Route 521 commenced operating on 18 July 1992 as part of the Red Arrow network of bus routes aimed at commuters in Central London linking some of the capital's main railway termini.

On 2 June 2002, along with route 507, the route was the first bus route in London to be converted to articulated bus with Mercedes-Benz O530G Citaros.

During late 2003, early 2004, a series of onboard fires on Mercedes-Benz O530Gs led to withdrawal of the entire fleet, while Mercedes-Benz made some modifications. During this period limited services operated using a variety of different buses on route 521.

In September 2009, as part of the move to replace London's articulated buses, the O530Gs were replaced by Mercedes-Benz O530 Citaros.

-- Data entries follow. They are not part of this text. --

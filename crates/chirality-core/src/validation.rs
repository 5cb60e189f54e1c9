//! Shape compatibility checks run before any operation
//!
//! [`validate_compatible`] collects every problem instead of stopping at the
//! first, so callers can report a batch. [`check`] is the gate the algebra
//! uses: it turns a non-empty list into an error and otherwise yields the
//! output shape.

use crate::ids::GridId;
use crate::kind::OperationKind;
use crate::types::{Dimensions, Grid};
use std::fmt;

/// Incompatibility between an operation and its inputs
#[derive(Debug, Clone, PartialEq, Eq, thiserror::Error)]
pub enum ValidationError {
    /// Wrong number of inputs for the operation
    #[error("{kind} takes {expected} input(s), got {actual}")]
    ArityMismatch {
        kind: OperationKind,
        expected: usize,
        actual: usize,
    },

    /// `combine` needs `left.cols == right.rows`
    #[error("inner dimensions differ: left is {left}, right is {right}")]
    InnerDimensionMismatch { left: Dimensions, right: Dimensions },

    /// Cell-wise operations need equal shapes
    #[error("{kind} needs equal shapes: left is {left}, right is {right}")]
    ShapeMismatch {
        kind: OperationKind,
        left: Dimensions,
        right: Dimensions,
    },

    /// Output shape does not fit in `usize`
    #[error("{kind} output for {left} and {right} overflows")]
    DimensionOverflow {
        kind: OperationKind,
        left: Dimensions,
        right: Dimensions,
    },

    /// Output would take the positional id of one of its inputs
    #[error("output id {0} is already held by an input grid")]
    OutputIdCollision(GridId),
}

/// Non-empty batch of validation errors
#[derive(Debug, Clone, PartialEq, Eq)]
pub struct ValidationErrors(Vec<ValidationError>);

impl ValidationErrors {
    /// Individual errors in detection order
    #[inline]
    #[must_use]
    pub fn errors(&self) -> &[ValidationError] {
        &self.0
    }

    #[inline]
    #[must_use]
    pub fn into_inner(self) -> Vec<ValidationError> {
        self.0
    }
}

impl fmt::Display for ValidationErrors {
    fn fmt(&self, f: &mut fmt::Formatter<'_>) -> fmt::Result {
        for (i, error) in self.0.iter().enumerate() {
            if i > 0 {
                f.write_str("; ")?;
            }
            write!(f, "{error}")?;
        }
        Ok(())
    }
}

impl std::error::Error for ValidationErrors {}

fn shape_of(
    kind: OperationKind,
    inputs: &[&Grid],
) -> Result<Dimensions, Vec<ValidationError>> {
    if inputs.len() != kind.arity() {
        return Err(vec![ValidationError::ArityMismatch {
            kind,
            expected: kind.arity(),
            actual: inputs.len(),
        }]);
    }

    let left = inputs[0].dimensions();
    let Some(right) = inputs.get(1).map(|g| g.dimensions()) else {
        // interpret: any shape, preserved
        return Ok(left);
    };

    let mut errors = Vec::new();
    let shape = match kind {
        OperationKind::Combine => {
            if left.cols != right.rows {
                errors.push(ValidationError::InnerDimensionMismatch { left, right });
            }
            Dimensions::new(left.rows, right.cols)
        }
        OperationKind::Merge | OperationKind::Elementwise => {
            if left != right {
                errors.push(ValidationError::ShapeMismatch { kind, left, right });
            }
            left
        }
        OperationKind::Expand => {
            let rows = left.rows.checked_mul(right.rows);
            let cols = left.cols.checked_mul(right.cols);
            match rows.zip(cols) {
                Some((rows, cols)) => Dimensions::new(rows, cols),
                None => {
                    errors.push(ValidationError::DimensionOverflow { kind, left, right });
                    left
                }
            }
        }
        OperationKind::Interpret => left,
    };

    if shape.cell_count().is_none() {
        errors.push(ValidationError::DimensionOverflow { kind, left, right });
    }

    if errors.is_empty() {
        Ok(shape)
    } else {
        Err(errors)
    }
}

/// Every incompatibility between `kind` and `inputs` (empty when compatible)
#[must_use]
pub fn validate_compatible(kind: OperationKind, inputs: &[&Grid]) -> Vec<ValidationError> {
    shape_of(kind, inputs).err().unwrap_or_default()
}

/// Output shape of `kind` applied to `inputs`
///
/// # Errors
/// Returns every incompatibility found
pub fn check(kind: OperationKind, inputs: &[&Grid]) -> Result<Dimensions, ValidationErrors> {
    shape_of(kind, inputs).map_err(ValidationErrors)
}

/// Reject an output id equal to any input id
///
/// Grid ids are positional, so an operation whose output kind matches an
/// input kind at the same thread position would otherwise replace that
/// input under its own id.
///
/// # Errors
/// [`ValidationError::OutputIdCollision`]
pub fn check_output_id(output: &GridId, inputs: &[&Grid]) -> Result<(), ValidationErrors> {
    if inputs.iter().any(|g| g.id() == output) {
        Err(ValidationErrors(vec![ValidationError::OutputIdCollision(
            output.clone(),
        )]))
    } else {
        Ok(())
    }
}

Another criticism of articulated buses was the low number of seats, with only 49 per vehicle. A standard rigid Citaro has 44 seats, however the new ones for route 521 have just 21, with room supposedly for up to 76 standers, leading to criticism the new buses were "cattle trucks" and even more crowded than the buses they replaced.

In December 2013, two trial BYD electric buses were introduced. In September 2016, Alexander Dennis Enviro200EV bodied BYD electric buses began to operate the route, making it and route 507 the first battery electric bus routes in London. In September 2016, the buses on this route and on the 507 have received new digital route displays.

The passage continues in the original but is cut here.